Report every line below that has the string "schema" in it.

[EXTRACTED RECORDS Boundary: Start]

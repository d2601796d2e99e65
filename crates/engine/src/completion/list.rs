use error::{ErrorCode, GraphqlError};
use value::ResolvedValue;

use crate::{ResponseList, ResponseValue};

use super::{CompletionContext, ListAccumulator, ValueCompleter};

/// Completes each element of the list in order. A null element at a non-null element type
/// makes the whole list null.
pub(super) fn complete(completer: &ValueCompleter, mut ctx: CompletionContext<'_, '_>) {
    let Some(element_type) = ctx.ty().list_element() else {
        unreachable!("list strategy applied to a non-list type");
    };

    let elements = match ctx.take_value() {
        ResolvedValue::List(elements) => elements,
        value => {
            ctx.report(GraphqlError::new(
                format!(
                    "Expected an iterable value for list type {}, found a value of type {}",
                    ctx.schema().type_display(ctx.ty()),
                    value.runtime_type_name()
                ),
                ErrorCode::ListError,
            ));
            ctx.integrate(ResponseValue::Null);
            return;
        }
    };

    let check_interval = ctx.config().cancellation_check_interval.get();
    let accumulator = ListAccumulator::new(elements.len());
    for (index, element) in elements.into_iter().enumerate() {
        if index > 0 && index % check_interval == 0 && ctx.is_cancelled() {
            tracing::debug!(path = %ctx.path(), index, "list completion cancelled");
            ctx.report(GraphqlError::operation_cancelled());
            ctx.integrate(ResponseValue::Null);
            return;
        }

        if element.is_null() && element_type.is_non_null() {
            ctx.report(GraphqlError::new(
                format!(
                    "List of type {} does not allow null elements",
                    ctx.schema().type_display(ctx.ty())
                ),
                ErrorCode::ListError,
            ));
            ctx.integrate(ResponseValue::Null);
            return;
        }

        completer.complete(ctx.list_element(index, element_type, element, &accumulator));
    }

    ctx.integrate(ResponseValue::List(ResponseList {
        element_is_nullable: !element_type.is_non_null(),
        values: accumulator.into_values(),
    }));
}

[EXTRACTED RECORDS Boundary: End]

### REPLY
                    ctx.schema().type_display(ctx.ty()),
                    ctx.schema().type_display(ctx.ty())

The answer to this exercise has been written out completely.